GDPR Requirements for Cloud Suppliers

The General Data Protection Regulation (GDPR), which becomes effective on 25 May 2018, is a great deal wider-reaching compared to several people are aware of. This far reach can be especially vital to recognize for third-party providers, like Cloud facilities providers. These providers might be affected by the GDPR even when they do not directly have any Europe based customers.


The Range of GDPR


GDPR is envisioned to help bring some consistency to the manner in which data safety is dealt with all over the EU. However, it does not only apply to EU based companies and organizations. Any business which handles the private data of EU based people must comply with the conditions of GDPR. So, what does this has to do with Cloud services suppliers, including those that do not have any Europe located clients?


The Job of a Processor


As described in Article 82 of GDPR, data controllers, as well as data processors, now have combined responsibility for the safety of personal data. They are also mutually accountable for making sure that GDPR is complied with. This isn’t the same as what happened earlier when data controllers had full responsibility.

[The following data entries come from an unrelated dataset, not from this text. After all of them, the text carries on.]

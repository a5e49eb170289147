//! Flex and grid layout.
//!
//! Both are pure functions from a container [`Rect`] to child rectangles,
//! recomputed whenever the container changes. Children inherit the
//! container's z-plane.

use super::rect::Rect;

/// Main axis of a flex container.
#[derive(Debug, Clone, Copy, PartialEq, Eq, Hash, Default)]
pub enum Direction {
    /// Children side by side, left to right.
    #[default]
    Horizontal,
    /// Children stacked, top to bottom.
    Vertical,
}

/// Sizing rule for one flex child along the main axis.
///
/// A non-zero `fixed` wins over `flex`. Zero `min`/`max` mean unbounded.
#[derive(Debug, Clone, Copy, PartialEq, Eq, Hash, Default)]
pub struct FlexChild {
    /// Exact size in cells.
    pub fixed: u16,
    /// Share of the space left after fixed children; zero counts as one.
    pub flex: u16,
    /// Lower bound for a flexible child.
    pub min: u16,
    /// Upper bound for any child.
    pub max: u16,
}

impl FlexChild {
    /// A child of exactly `size` cells.
    pub const fn fixed(size: u16) -> Self {
        Self {
            fixed: size,
            flex: 0,
            min: 0,
            max: 0,
        }
    }

    /// A child taking `flex` shares of the free space.
    pub const fn flex(flex: u16) -> Self {
        Self {
            fixed: 0,
            flex,
            min: 0,
            max: 0,
        }
    }

    /// A flexible child clamped to `min..=max`.
    pub const fn bounded(flex: u16, min: u16, max: u16) -> Self {
        Self {
            fixed: 0,
            flex,
            min,
            max,
        }
    }

    const fn share(&self) -> u32 {
        if self.flex == 0 {
            1
        } else {
            self.flex as u32
        }
    }
}

/// A one-dimensional flex container.
#[derive(Debug, Clone, Copy, PartialEq, Eq, Hash, Default)]
pub struct Flex {
    /// Main axis.
    pub direction: Direction,
    /// Empty cells between adjacent children.
    pub gap: u16,
}

impl Flex {
    /// A container laid out along `direction` with no gap.
    pub const fn new(direction: Direction) -> Self {
        Self { direction, gap: 0 }
    }

    /// A left-to-right container.
    pub const fn horizontal() -> Self {
        Self::new(Direction::Horizontal)
    }

    /// A top-to-bottom container.
    pub const fn vertical() -> Self {
        Self::new(Direction::Vertical)
    }

    /// Set the gap between children.
    #[must_use]
    pub const fn with_gap(mut self, gap: u16) -> Self {
        self.gap = gap;
        self
    }

    /// Compute one rectangle per child inside `container`.
    ///
    /// Fixed children are placed first, in order, each capped by its `max`
    /// and by what is left. The remainder is divided among flexible children
    /// in proportion to their shares, rounding down, then clamped to each
    /// child's bounds and to the space not yet handed out, so the children
    /// never extend past the container. Children are laid out consecutively with `gap`
    /// between them and span the whole cross axis.
    pub fn layout(&self, container: Rect, children: &[FlexChild]) -> Vec<Rect> {
        if children.is_empty() {
            return Vec::new();
        }

        let total = match self.direction {
            Direction::Horizontal => container.width,
            Direction::Vertical => container.height,
        };
        let gaps = u32::from(self.gap) * (children.len() as u32 - 1);
        let mut remaining = u32::from(total).saturating_sub(gaps);

        // First pass: fixed sizes and total flex shares
        let mut sizes = vec![0u32; children.len()];
        let mut shares = 0u32;
        for (size, child) in sizes.iter_mut().zip(children) {
            if child.fixed > 0 {
                let mut wanted = u32::from(child.fixed);
                if child.max > 0 {
                    wanted = wanted.min(u32::from(child.max));
                }
                *size = wanted.min(remaining);
                remaining -= *size;
            } else {
                shares += child.share();
            }
        }

        // Second pass: split the remainder among flexible children
        if shares > 0 && remaining > 0 {
            let mut left = remaining;
            for (size, child) in sizes.iter_mut().zip(children) {
                if child.fixed > 0 {
                    continue;
                }
                let mut s = remaining * child.share() / shares;
                if child.min > 0 {
                    s = s.max(u32::from(child.min));
                }
                if child.max > 0 {
                    s = s.min(u32::from(child.max));
                }
                // Minimums may ask for more than is left; earlier children win.
                *size = s.min(left);
                left -= *size;
            }
        }

        let mut offset = 0u32;
        sizes
            .into_iter()
            .map(|size| {
                let size = clamp_u16(size);
                let start = clamp_u16(offset);
                offset += u32::from(size) + u32::from(self.gap);
                match self.direction {
                    Direction::Horizontal => Rect::new(
                        container.x.saturating_add(start),
                        container.y,
                        size,
                        container.height,
                    ),
                    Direction::Vertical => Rect::new(
                        container.x,
                        container.y.saturating_add(start),
                        container.width,
                        size,
                    ),
                }
                .with_z(container.z)
            })
            .collect()
    }
}

/// Divide `container` into `n` equal parts along `direction`.
pub fn split(container: Rect, n: usize, direction: Direction, gap: u16) -> Vec<Rect> {
    let children = vec![FlexChild::flex(1); n];
    Flex { direction, gap }.layout(container, &children)
}

/// A uniform grid of equally sized cells.
#[derive(Debug, Clone, Copy, PartialEq, Eq, Hash)]
pub struct Grid {
    /// Number of rows.
    pub rows: u16,
    /// Number of columns.
    pub cols: u16,
    /// Empty rows between grid rows.
    pub row_gap: u16,
    /// Empty columns between grid columns.
    pub col_gap: u16,
    /// Inset applied to the container on every side.
    pub padding: u16,
}

impl Grid {
    /// A `rows` x `cols` grid with no gaps or padding.
    pub const fn new(rows: u16, cols: u16) -> Self {
        Self {
            rows,
            cols,
            row_gap: 0,
            col_gap: 0,
            padding: 0,
        }
    }

    /// Set row and column gaps.
    #[must_use]
    pub const fn with_gaps(mut self, row_gap: u16, col_gap: u16) -> Self {
        self.row_gap = row_gap;
        self.col_gap = col_gap;
        self
    }

    /// Set the padding.
    #[must_use]
    pub const fn with_padding(mut self, padding: u16) -> Self {
        self.padding = padding;
        self
    }

    /// Cell rectangles, indexed `[row][col]`. Space that does not divide
    /// evenly is left at the right and bottom.
    pub fn layout(&self, container: Rect) -> Vec<Vec<Rect>> {
        if self.rows == 0 || self.cols == 0 {
            return Vec::new();
        }
        let inner = container.shrink(self.padding);
        let cell_w = cell_span(inner.width, self.cols, self.col_gap);
        let cell_h = cell_span(inner.height, self.rows, self.row_gap);

        (0..u32::from(self.rows))
            .map(|row| {
                (0..u32::from(self.cols))
                    .map(|col| {
                        let x = col * (u32::from(cell_w) + u32::from(self.col_gap));
                        let y = row * (u32::from(cell_h) + u32::from(self.row_gap));
                        Rect::new(
                            inner.x.saturating_add(clamp_u16(x)),
                            inner.y.saturating_add(clamp_u16(y)),
                            cell_w,
                            cell_h,
                        )
                        .with_z(container.z)
                    })
                    .collect()
            })
            .collect()
    }

    /// The rectangle of one cell, or [`Rect::ZERO`] outside the grid.
    pub fn cell_at(&self, container: Rect, row: u16, col: u16) -> Rect {
        self.layout(container)
            .get(usize::from(row))
            .and_then(|r| r.get(usize::from(col)))
            .copied()
            .unwrap_or(Rect::ZERO)
    }
}

fn cell_span(total: u16, count: u16, gap: u16) -> u16 {
    let gaps = u32::from(gap) * (u32::from(count) - 1);
    clamp_u16(u32::from(total).saturating_sub(gaps) / u32::from(count))
}

fn clamp_u16(v: u32) -> u16 {
    u16::try_from(v).unwrap_or(u16::MAX)
}

#[cfg(test)]
mod tests {
    use super::*;

    #[test]
    fn test_fixed_then_flex() {
        let flex = Flex::horizontal();
        let rects = flex.layout(
            Rect::new(0, 0, 20, 3).with_z(2),
            &[FlexChild::fixed(4), FlexChild::flex(1), FlexChild::flex(3)],
        );
        assert_eq!(rects[0], Rect::new(0, 0, 4, 3).with_z(2));
        assert_eq!(rects[1], Rect::new(4, 0, 4, 3).with_z(2));
        assert_eq!(rects[2], Rect::new(8, 0, 12, 3).with_z(2));
    }

    #[test]
    fn test_gap_and_vertical() {
        let rects = Flex::vertical()
            .with_gap(1)
            .layout(Rect::new(2, 2, 10, 11), &[FlexChild::flex(1), FlexChild::flex(1)]);
        assert_eq!(rects[0], Rect::new(2, 2, 10, 5));
        assert_eq!(rects[1], Rect::new(2, 8, 10, 5));
    }

    #[test]
    fn test_bounds_and_overflow() {
        let rects = Flex::horizontal().layout(
            Rect::new(0, 0, 10, 1),
            &[FlexChild::fixed(30), FlexChild::bounded(1, 3, 5)],
        );
        // The fixed child takes everything; the min still applies afterwards
        // only when space remains.
        assert_eq!(rects[0].width, 10);
        assert_eq!(rects[1].width, 0);

        let rects = Flex::horizontal().layout(
            Rect::new(0, 0, 40, 1),
            &[FlexChild::bounded(1, 0, 5), FlexChild::flex(1)],
        );
        assert_eq!(rects[0].width, 5);
        assert_eq!(rects[1].width, 20);
    }

    #[test]
    fn test_minimums_never_overflow_container() {
        let container = Rect::new(0, 0, 10, 1);
        let rects = Flex::horizontal().with_gap(1).layout(
            container,
            &[
                FlexChild::bounded(1, 6, 0),
                FlexChild::bounded(1, 6, 0),
                FlexChild::bounded(1, 6, 0),
            ],
        );
        let widths: Vec<u16> = rects.iter().map(|r| r.width).collect();
        assert_eq!(widths, vec![6, 2, 0]);
        for rect in &rects {
            assert!(rect.right() <= container.right());
        }
    }

    #[test]
    fn test_split_even() {
        let parts = split(Rect::new(0, 0, 9, 1), 3, Direction::Horizontal, 0);
        let widths: Vec<u16> = parts.iter().map(|r| r.width).collect();
        assert_eq!(widths, vec![3, 3, 3]);
        assert!(split(Rect::new(0, 0, 9, 1), 0, Direction::Horizontal, 0).is_empty());
    }

    #[test]
    fn test_grid() {
        let grid = Grid::new(2, 3).with_gaps(1, 1).with_padding(1);
        let cells = grid.layout(Rect::new(0, 0, 14, 9));
        assert_eq!(cells.len(), 2);
        assert_eq!(cells[0][0], Rect::new(1, 1, 3, 3));
        assert_eq!(cells[1][2], Rect::new(9, 5, 3, 3));
        assert_eq!(grid.cell_at(Rect::new(0, 0, 14, 9), 5, 0), Rect::ZERO);
    }
}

Looking at this in connection with a Cloud services supplier. If they provide services for a customer which involves handling the private data of EU inhabitants they must abide by the conditions of GDPR. This applies whether the customer is based in the EU or not.

If the Cloud facilities provider takes any action that does not comply, they can be held directly responsible. Given the fact that data controllers and processors might be held equally accountable, as per GDPR, all agreements between the data controller and the Cloud services provider must include provisions concerning this matter.

This is a substantial change for Cloud facilities providers and one which they can’t afford to take likely. Non-complying with GDPR can lead to the imposition of exorbitant fines.